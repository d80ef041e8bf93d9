//! Configuration for the sync engine.

use crate::error::{SyncError, SyncResult};
use std::path::PathBuf;
use std::time::Duration;

/// Name used when the host name cannot be determined.
pub const UNDEFINED_INSTANCE_NAME: &str = "Undefined";

/// Encoding requested for snapshot downloads.
#[derive(Debug, Clone, Copy, PartialEq, Eq, Default)]
pub enum SnapshotProtocol {
    /// Structured JSON, ingested row by row.
    Json,
    /// Binary SQLite database, written straight to disk.
    #[default]
    Sqlite,
}

impl SnapshotProtocol {
    /// Media type sent in the `Accept` header.
    pub fn media_type(&self) -> &'static str {
        match self {
            SnapshotProtocol::Json => cdcsync_protocol::headers::MEDIA_JSON,
            SnapshotProtocol::Sqlite => cdcsync_protocol::headers::MEDIA_SQLITE,
        }
    }
}

impl std::str::FromStr for SnapshotProtocol {
    type Err = SyncError;

    fn from_str(s: &str) -> Result<Self, Self::Err> {
        match s.to_ascii_lowercase().as_str() {
            "json" => Ok(SnapshotProtocol::Json),
            "sqlite" => Ok(SnapshotProtocol::Sqlite),
            other => Err(SyncError::InvalidConfig(format!(
                "unknown snapshot protocol {other:?}"
            ))),
        }
    }
}

/// Whether the engine talks to the remote services.
#[derive(Debug, Clone, Copy, PartialEq, Eq, Default)]
pub enum SyncMode {
    /// Download snapshots and poll for changes.
    #[default]
    Online,
    /// Serve the existing local snapshot only.
    Offline,
}

impl std::str::FromStr for SyncMode {
    type Err = SyncError;

    fn from_str(s: &str) -> Result<Self, Self::Err> {
        if s.eq_ignore_ascii_case("online") {
            Ok(SyncMode::Online)
        } else if s.eq_ignore_ascii_case("offline") {
            Ok(SyncMode::Offline)
        } else {
            Err(SyncError::InvalidConfig(format!("unknown mode {s:?}")))
        }
    }
}

/// Configuration for sync operations.
#[derive(Debug, Clone)]
pub struct SyncConfig {
    /// Base URI of the token service.
    pub token_base_uri: String,
    /// Base URI of the snapshot service.
    pub snapshot_base_uri: String,
    /// Base URI of the change service.
    pub change_base_uri: String,
    /// OAuth client id.
    pub consumer_key: String,
    /// OAuth client secret.
    pub consumer_secret: String,
    /// Cluster this instance belongs to.
    pub cluster_id: String,
    /// Display name reported to the token service.
    pub instance_name: String,
    /// Snapshot encoding.
    pub snapshot_protocol: SnapshotProtocol,
    /// Directory holding the default database and snapshot generations.
    pub data_dir: PathBuf,
    /// Retry backoff.
    pub backoff: BackoffConfig,
    /// How long the change server may hold a poll open.
    pub long_poll_block: Duration,
    /// Timeout for every HTTP request. Must exceed `long_poll_block`.
    pub http_timeout: Duration,
    /// How long to wait for subscribers to acknowledge a publish.
    pub publish_timeout: Duration,
    /// How long before expiry a credential is refreshed.
    pub refresh_margin: Duration,
    /// JSON sent in the `plugin_details` header.
    pub plugin_details: String,
    /// Online or offline operation.
    pub mode: SyncMode,
}

impl SyncConfig {
    /// Creates a configuration for the given services and cluster.
    pub fn new(
        token_base_uri: impl Into<String>,
        snapshot_base_uri: impl Into<String>,
        change_base_uri: impl Into<String>,
        cluster_id: impl Into<String>,
    ) -> Self {
        Self {
            token_base_uri: token_base_uri.into(),
            snapshot_base_uri: snapshot_base_uri.into(),
            change_base_uri: change_base_uri.into(),
            consumer_key: String::new(),
            consumer_secret: String::new(),
            cluster_id: cluster_id.into(),
            instance_name: default_instance_name(),
            snapshot_protocol: SnapshotProtocol::default(),
            data_dir: PathBuf::from("."),
            backoff: BackoffConfig::default(),
            long_poll_block: Duration::from_secs(45),
            http_timeout: Duration::from_secs(60),
            publish_timeout: Duration::from_secs(60),
            refresh_margin: Duration::from_secs(60),
            plugin_details: default_plugin_details(),
            mode: SyncMode::default(),
        }
    }

    /// Sets the OAuth client credentials.
    pub fn with_consumer(mut self, key: impl Into<String>, secret: impl Into<String>) -> Self {
        self.consumer_key = key.into();
        self.consumer_secret = secret.into();
        self
    }

    /// Sets the display name.
    pub fn with_instance_name(mut self, name: impl Into<String>) -> Self {
        self.instance_name = name.into();
        self
    }

    /// Sets the snapshot encoding.
    pub fn with_snapshot_protocol(mut self, protocol: SnapshotProtocol) -> Self {
        self.snapshot_protocol = protocol;
        self
    }

    /// Sets the data directory.
    pub fn with_data_dir(mut self, dir: impl Into<PathBuf>) -> Self {
        self.data_dir = dir.into();
        self
    }

    /// Sets the retry backoff.
    pub fn with_backoff(mut self, backoff: BackoffConfig) -> Self {
        self.backoff = backoff;
        self
    }

    /// Sets the long-poll block duration.
    pub fn with_long_poll_block(mut self, block: Duration) -> Self {
        self.long_poll_block = block;
        self
    }

    /// Sets the HTTP request timeout.
    pub fn with_http_timeout(mut self, timeout: Duration) -> Self {
        self.http_timeout = timeout;
        self
    }

    /// Sets the publish timeout.
    pub fn with_publish_timeout(mut self, timeout: Duration) -> Self {
        self.publish_timeout = timeout;
        self
    }

    /// Sets the credential refresh margin.
    pub fn with_refresh_margin(mut self, margin: Duration) -> Self {
        self.refresh_margin = margin;
        self
    }

    /// Sets the plugin details header value.
    pub fn with_plugin_details(mut self, details: impl Into<String>) -> Self {
        self.plugin_details = details.into();
        self
    }

    /// Sets the mode.
    pub fn with_mode(mut self, mode: SyncMode) -> Self {
        self.mode = mode;
        self
    }

    /// Checks that the configuration is usable.
    pub fn validate(&self) -> SyncResult<()> {
        let required = [
            ("token base URI", &self.token_base_uri),
            ("snapshot base URI", &self.snapshot_base_uri),
            ("change base URI", &self.change_base_uri),
            ("cluster id", &self.cluster_id),
        ];
        for (name, value) in required {
            if value.trim().is_empty() {
                return Err(SyncError::InvalidConfig(format!("{name} is required")));
            }
        }
        if self.mode == SyncMode::Online
            && (self.consumer_key.is_empty() || self.consumer_secret.is_empty())
        {
            return Err(SyncError::InvalidConfig(
                "consumer key and secret are required".into(),
            ));
        }
        if self.http_timeout <= self.long_poll_block {
            return Err(SyncError::InvalidConfig(format!(
                "http timeout {:?} must exceed long-poll block {:?}",
                self.http_timeout, self.long_poll_block
            )));
        }
        if serde_json::from_str::<serde_json::Value>(&self.plugin_details).is_err() {
            return Err(SyncError::InvalidConfig(
                "plugin details must be valid JSON".into(),
            ));
        }
        Ok(())
    }
}

impl Default for SyncConfig {
    fn default() -> Self {
        Self::new("", "", "", "")
    }
}

/// Configuration for retry backoff.
#[derive(Debug, Clone, Copy, PartialEq)]
pub struct BackoffConfig {
    /// First interval.
    pub initial: Duration,
    /// Upper bound on any interval. This is also the poll interval.
    pub max: Duration,
    /// Growth factor per attempt.
    pub factor: f64,
}

impl BackoffConfig {
    /// Creates a backoff configuration.
    pub fn new(initial: Duration, max: Duration, factor: f64) -> Self {
        Self {
            initial,
            max,
            factor,
        }
    }
}

impl Default for BackoffConfig {
    fn default() -> Self {
        Self {
            initial: Duration::from_millis(200),
            max: Duration::from_secs(120),
            factor: 2.0,
        }
    }
}

fn default_plugin_details() -> String {
    serde_json::json!([{ "name": "cdcsync", "schemaVer": "1.0" }]).to_string()
}

/// Host name, else [`UNDEFINED_INSTANCE_NAME`].
pub fn default_instance_name() -> String {
    std::env::var("HOSTNAME")
        .ok()
        .or_else(|| std::fs::read_to_string("/etc/hostname").ok())
        .map(|name| name.trim().to_string())
        .filter(|name| !name.is_empty())
        .unwrap_or_else(|| UNDEFINED_INSTANCE_NAME.to_string())
}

════

• _Task_
Throughout the data above, copy all lines where the word "Clone" is found.

• _Solution for this task_
#[derive(Debug, Clone, Copy, PartialEq, Eq, Default)]
#[derive(Debug, Clone, Copy, PartialEq, Eq, Default)]
#[derive(Debug, Clone)]
#[derive(Debug, Clone, Copy, PartialEq)]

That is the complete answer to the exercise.